Appeal from the United States District Court for the Northern District of Indiana No. H Cr. 75-114 ALLEN SHARP, Judge.

Cummings and Bauer, Circuit Judges, and Jameson, Senior District Judge.*fn*

Author: Jameson

JAMESON, Senior District Judge:

Carl E. Smith has appealed his conviction for perjury before a grand jury, contending that (1) his alleged perjurious statements should have been suppressed because he was not given the warnings called for by Miranda v. Arizona, 384 U.S. 436, 16 L. Ed. 2d 694, 86 S. Ct. 1602 (1966), prior to his grand jury testimony, and (2) the evidence was insufficient to sustain his conviction. We affirm.


A grand jury was convened to investigate the tax sale of a residence owned by one Fred Mackey. The property was sold by the United States to A & D Realty Company in partial satisfaction of Mackey's tax liability. The thrust of the grand jury inquiry was whether the funds used by A & D Realty came from concealed assets of Mackey with the objective of evading taxes and defrauding the Government.

Smith was called before the grand jury pursuant to a subpoena and was questioned about his financial relationship with Mackey. Smith testified that he had utilized office space in the same building as Mackey and knew him, but that his business dealings with Mackey were limited to a personal loan from Mackey of $800 which was repaid. Smith acknowledged that he was a stockholder in A & D Realty. He stated that he had purchased 125 shares in the corporation with a cashier's check in the amount of $25,000.00. Smith was then questioned in detail about how he had obtained such a large amount.

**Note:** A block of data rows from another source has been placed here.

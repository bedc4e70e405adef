// Copyright (c) 2024-2026 Martin Schröder <info@swedishembedded.com>
//
// SPDX-License-Identifier: Apache-2.0
use std::collections::HashMap;

use serde::{Deserialize, Serialize};

fn default_true() -> bool {
    true
}

#[derive(Debug, Clone, Default, Serialize, Deserialize)]
pub struct Config {
    #[serde(default)]
    pub model: ModelConfig,
    #[serde(default)]
    pub agent: AgentConfig,
    /// Per-provider behaviour overrides, keyed by provider id.
    ///
    /// Each entry is merged on top of the built-in policy for that provider
    /// (see [`ProviderPolicy::builtin_for`]).
    ///
    /// ```yaml
    /// policies:
    ///   minimax:
    ///     requires_explicit_completion: true
    ///     strict_role_alternation: true
    ///   ollama:
    ///     timeouts:
    ///       first_chunk_secs: 180
    /// ```
    #[serde(default)]
    pub policies: HashMap<String, ProviderPolicy>,
}

impl Config {
    /// Resolve the effective policy for a provider id: built-in defaults
    /// with any user-configured entry merged on top.
    pub fn policy_for(&self, provider: &str) -> ProviderPolicy {
        let mut policy = ProviderPolicy::builtin_for(provider);
        if let Some(user) = self.policies.get(provider) {
            policy.merge(user);
        }
        policy
    }
}

#[derive(Debug, Clone, Serialize, Deserialize)]
pub struct ModelConfig {
    /// Provider identifier: "openai" | "deepseek" | "minimax" | "ollama" |
    /// "openrouter" | "mock", or any id combined with a custom `base_url`
    /// that speaks the OpenAI chat-completions wire format.
    pub provider: String,
    /// Model name forwarded to the provider API
    pub name: String,
    /// Environment variable that holds the API key (read at runtime)
    pub api_key_env: Option<String>,
    /// Explicit API key; prefer api_key_env in config files to avoid secrets
    /// in version-controlled files
    pub api_key: Option<String>,
    /// Base URL override.  Useful for local servers and gateways.
    pub base_url: Option<String>,
    /// Maximum tokens to request in a single completion
    pub max_tokens: Option<u32>,
    /// Sampling temperature (0.0–2.0)
    pub temperature: Option<f32>,
    /// Context window size in tokens.  The pruner keeps outbound requests
    /// under this limit; when unset a conservative default applies.
    pub max_context_tokens: Option<usize>,
}

impl Default for ModelConfig {
    fn default() -> Self {
        Self {
            provider: "openai".into(),
            name: "gpt-4o".into(),
            api_key_env: None,
            api_key: None,
            base_url: None,
            max_tokens: Some(4096),
            temperature: Some(0.2),
            max_context_tokens: None,
        }
    }
}

fn default_question_iteration_budget() -> u32 {
    25
}
fn default_task_iteration_budget() -> u32 {
    1000
}
fn default_max_retries() -> u32 {
    3
}
fn default_breaker_threshold() -> u32 {
    5
}
fn default_breaker_window_secs() -> u64 {
    60
}
fn default_inactivity_timeout_secs() -> u64 {
    420
}
fn default_prune_trigger_fraction() -> f32 {
    0.8
}

#[derive(Debug, Clone, Serialize, Deserialize)]
pub struct AgentConfig {
    /// Iteration budget for queries that look like plain questions.
    #[serde(default = "default_question_iteration_budget")]
    pub question_iteration_budget: u32,
    /// Iteration budget for task-shaped queries (the model has used a
    /// structured todo tool during the query).
    #[serde(default = "default_task_iteration_budget")]
    pub task_iteration_budget: u32,
    /// Retries after the first failed attempt on transient transport errors.
    #[serde(default = "default_max_retries")]
    pub max_retries: u32,
    /// Identical tool invocations tolerated within the breaker window before
    /// suppression kicks in.
    #[serde(default = "default_breaker_threshold")]
    pub circuit_breaker_threshold: u32,
    /// Sliding-window length for circuit-breaker repetition counting.
    #[serde(default = "default_breaker_window_secs")]
    pub circuit_breaker_window_secs: u64,
    /// Seconds without a streamed chunk or a tool completion before the
    /// query is cancelled as stalled.
    #[serde(default = "default_inactivity_timeout_secs")]
    pub inactivity_timeout_secs: u64,
    /// Context fraction at which the pruner starts dropping old turns.
    #[serde(default = "default_prune_trigger_fraction")]
    pub prune_trigger_fraction: f32,
    /// Lossless context reshaping (folding short tool results, eliding
    /// duplicate file reads) before the lossy pruner runs.
    #[serde(default = "default_true")]
    pub optimizer_enabled: bool,
    /// After a completed task, replace prior turns with a short summary so
    /// follow-up questions in the same session start from clean context.
    #[serde(default = "default_true")]
    pub completion_summary_enabled: bool,
    /// System prompt override; leave None to use the built-in prompt
    #[serde(default)]
    pub system_prompt: Option<String>,
}

impl Default for AgentConfig {
    fn default() -> Self {
        Self {
            question_iteration_budget: default_question_iteration_budget(),
            task_iteration_budget: default_task_iteration_budget(),
            max_retries: default_max_retries(),
            circuit_breaker_threshold: default_breaker_threshold(),
            circuit_breaker_window_secs: default_breaker_window_secs(),
            inactivity_timeout_secs: default_inactivity_timeout_secs(),
            prune_trigger_fraction: default_prune_trigger_fraction(),
            optimizer_enabled: true,
            completion_summary_enabled: true,
            system_prompt: None,
        }
    }
}

// ─── Provider policy ─────────────────────────────────────────────────────────

/// Behavioural quirks of a provider family.
///
/// Providers are not subclassed; each one composes its own policy record.
/// Every field is optional in user config so partial overrides merge cleanly
/// over the built-in defaults.
#[derive(Debug, Clone, Default, Serialize, Deserialize)]
pub struct ProviderPolicy {
    /// When true, a `stop` finish reason alone does not end the query; the
    /// model must emit the explicit completion sentinel.
    #[serde(default)]
    pub requires_explicit_completion: Option<bool>,
    /// When true, tool results must immediately follow the assistant message
    /// that issued them; no extra user message may summarize tool execution.
    #[serde(default)]
    pub strict_role_alternation: Option<bool>,
    /// Force streaming on/off for this provider.
    #[serde(default)]
    pub streaming_enabled: Option<bool>,
    /// Whether the provider honours the reasoning-effort knob at all.
    #[serde(default)]
    pub supports_reasoning_effort: Option<bool>,
    #[serde(default)]
    pub timeouts: TimeoutConfig,
}

impl ProviderPolicy {
    /// Built-in defaults per provider id.  Unknown providers get the
    /// OpenAI-shaped defaults.
    pub fn builtin_for(provider: &str) -> Self {
        match provider {
            // Minimax terminates streams with `stop` mid-task and forbids a
            // user message between tool results and the next assistant turn.
            "minimax" => Self {
                requires_explicit_completion: Some(true),
                strict_role_alternation: Some(true),
                streaming_enabled: Some(true),
                supports_reasoning_effort: Some(false),
                timeouts: TimeoutConfig::default(),
            },
            // Local servers are slow to produce the first token.
            "ollama" => Self {
                requires_explicit_completion: Some(false),
                strict_role_alternation: Some(false),
                streaming_enabled: Some(true),
                supports_reasoning_effort: Some(false),
                timeouts: TimeoutConfig {
                    connect_secs: Some(10),
                    first_chunk_secs: Some(180),
                    chunk_secs: Some(120),
                    overall_secs: Some(900),
                },
            },
            "deepseek" => Self {
                requires_explicit_completion: Some(false),
                strict_role_alternation: Some(false),
                streaming_enabled: Some(true),
                supports_reasoning_effort: Some(false),
                timeouts: TimeoutConfig::default(),
            },
            _ => Self {
                requires_explicit_completion: Some(false),
                strict_role_alternation: Some(false),
                streaming_enabled: Some(true),
                supports_reasoning_effort: Some(true),
                timeouts: TimeoutConfig::default(),
            },
        }
    }

    /// Merge `other` on top of `self`: any field set in `other` wins.
    pub fn merge(&mut self, other: &ProviderPolicy) {
        if other.requires_explicit_completion.is_some() {
            self.requires_explicit_completion = other.requires_explicit_completion;
        }
        if other.strict_role_alternation.is_some() {
            self.strict_role_alternation = other.strict_role_alternation;
        }
        if other.streaming_enabled.is_some() {
            self.streaming_enabled = other.streaming_enabled;
        }
        if other.supports_reasoning_effort.is_some() {
            self.supports_reasoning_effort = other.supports_reasoning_effort;
        }
        self.timeouts.merge(&other.timeouts);
    }

    pub fn requires_explicit_completion(&self) -> bool {
        self.requires_explicit_completion.unwrap_or(false)
    }

    pub fn strict_role_alternation(&self) -> bool {
        self.strict_role_alternation.unwrap_or(false)
    }

    pub fn streaming_enabled(&self) -> bool {
        self.streaming_enabled.unwrap_or(true)
    }

    pub fn supports_reasoning_effort(&self) -> bool {
        self.supports_reasoning_effort.unwrap_or(true)
    }
}

/// The four client timeout budgets, in seconds.  `None` falls back to the
/// built-in default for that budget.
#[derive(Debug, Clone, Default, Serialize, Deserialize)]
pub struct TimeoutConfig {
    /// Time to establish the transport connection.
    #[serde(default)]
    pub connect_secs: Option<u64>,
    /// From request sent to the first response byte.
    #[serde(default)]
    pub first_chunk_secs: Option<u64>,
    /// Maximum silence between successive streamed chunks.
    #[serde(default)]
    pub chunk_secs: Option<u64>,
    /// Hard upper bound on the whole request.
    #[serde(default)]
    pub overall_secs: Option<u64>,
}

impl TimeoutConfig {
    pub fn merge(&mut self, other: &TimeoutConfig) {
        if other.connect_secs.is_some() {
            self.connect_secs = other.connect_secs;
        }
        if other.first_chunk_secs.is_some() {
            self.first_chunk_secs = other.first_chunk_secs;
        }
        if other.chunk_secs.is_some() {
            self.chunk_secs = other.chunk_secs;
        }
        if other.overall_secs.is_some() {
            self.overall_secs = other.overall_secs;
        }
    }

    pub fn connect(&self) -> std::time::Duration {
        std::time::Duration::from_secs(self.connect_secs.unwrap_or(15))
    }

    pub fn first_chunk(&self) -> std::time::Duration {
        std::time::Duration::from_secs(self.first_chunk_secs.unwrap_or(60))
    }

    pub fn chunk(&self) -> std::time::Duration {
        std::time::Duration::from_secs(self.chunk_secs.unwrap_or(45))
    }

    pub fn overall(&self) -> std::time::Duration {
        std::time::Duration::from_secs(self.overall_secs.unwrap_or(600))
    }
}

// ─── Unit tests ──────────────────────────────────────────────────────────────

#[cfg(test)]
mod tests {
    use super::*;

    #[test]
    fn default_config_deserializes_from_empty_yaml() {
        let cfg: Config = serde_yaml::from_str("{}").unwrap();
        assert_eq!(cfg.model.provider, "openai");
        assert_eq!(cfg.agent.question_iteration_budget, 25);
        assert_eq!(cfg.agent.task_iteration_budget, 1000);
    }

    #[test]
    fn agent_defaults_expose_breaker_knobs() {
        let a = AgentConfig::default();
        assert_eq!(a.circuit_breaker_threshold, 5);
        assert_eq!(a.circuit_breaker_window_secs, 60);
        assert_eq!(a.inactivity_timeout_secs, 420);
    }

    #[test]
    fn prune_trigger_defaults_to_eighty_percent() {
        let a = AgentConfig::default();
        assert!((a.prune_trigger_fraction - 0.8).abs() < f32::EPSILON);
    }

    #[test]
    fn builtin_policy_minimax_requires_sentinel() {
        let p = ProviderPolicy::builtin_for("minimax");
        assert!(p.requires_explicit_completion());
        assert!(p.strict_role_alternation());
        assert!(!p.supports_reasoning_effort());
    }

    #[test]
    fn builtin_policy_unknown_provider_is_permissive() {
        let p = ProviderPolicy::builtin_for("somebody-new");
        assert!(!p.requires_explicit_completion());
        assert!(!p.strict_role_alternation());
        assert!(p.streaming_enabled());
    }

    #[test]
    fn builtin_policy_ollama_stretches_first_chunk() {
        let p = ProviderPolicy::builtin_for("ollama");
        assert_eq!(p.timeouts.first_chunk().as_secs(), 180);
    }

    #[test]
    fn policy_merge_overrides_only_set_fields() {
        let mut base = ProviderPolicy::builtin_for("openai");
        let user = ProviderPolicy {
            requires_explicit_completion: Some(true),
            ..Default::default()
        };
        base.merge(&user);
        assert!(base.requires_explicit_completion());
        // Untouched fields keep the built-in values.
        assert!(base.streaming_enabled());
    }

    #[test]
    fn policy_for_merges_user_entry_over_builtin() {
        let yaml = r#"
policies:
  openai:
    timeouts:
      overall_secs: 120
"#;
        let cfg: Config = serde_yaml::from_str(yaml).unwrap();
        let p = cfg.policy_for("openai");
        assert_eq!(p.timeouts.overall().as_secs(), 120);
        // Unset budgets fall back to built-in defaults.
        assert_eq!(p.timeouts.first_chunk().as_secs(), 60);
    }

    #[test]
    fn timeout_defaults_are_layered() {
        let t = TimeoutConfig::default();
        assert_eq!(t.connect().as_secs(), 15);
        assert_eq!(t.first_chunk().as_secs(), 60);
        assert_eq!(t.chunk().as_secs(), 45);
        assert_eq!(t.overall().as_secs(), 600);
    }

    #[test]
    fn model_config_yaml_round_trip() {
        let yaml = r#"
model:
  provider: deepseek
  name: deepseek-chat
  api_key_env: DEEPSEEK_API_KEY
  max_context_tokens: 64000
"#;
        let cfg: Config = serde_yaml::from_str(yaml).unwrap();
        assert_eq!(cfg.model.provider, "deepseek");
        assert_eq!(cfg.model.max_context_tokens, Some(64000));
        assert_eq!(cfg.model.api_key_env.as_deref(), Some("DEEPSEEK_API_KEY"));
    }
}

He testified that he had accumulated $25,000.00 in cash over several years and that he had kept this money at his home and at the homes of relatives.

After hearing this testimony and after warning Smith that giving false evidence could result in criminal prosecution,*fn1 the grand jury indicted Smith for making false statements concerning a matter within the jurisdiction of the Internal Revenue Service, in violation of 18 U.S.C. § 1001, and for committing perjury before a grand jury, in violation of 18 U.S.C. § 1623.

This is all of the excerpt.